Aim of the task: From the first line to the last, give the records again exactly.

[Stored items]
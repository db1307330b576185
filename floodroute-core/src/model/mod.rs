//! Road network data model

pub mod network;
pub mod segment;

pub use network::{GraphNode, RoadEdge, RoadNetwork, SegmentTouch, SnappedNode};
pub use segment::{ElevationStats, RoadSegment};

Written answer:
repository db1307330b576185
filename floodroute-core/src/model/mod.rs
//! Road network data model

pub mod network;
pub mod segment;

pub use network::{GraphNode, RoadEdge, RoadNetwork, SegmentTouch, SnappedNode};
pub use segment::{ElevationStats, RoadSegment};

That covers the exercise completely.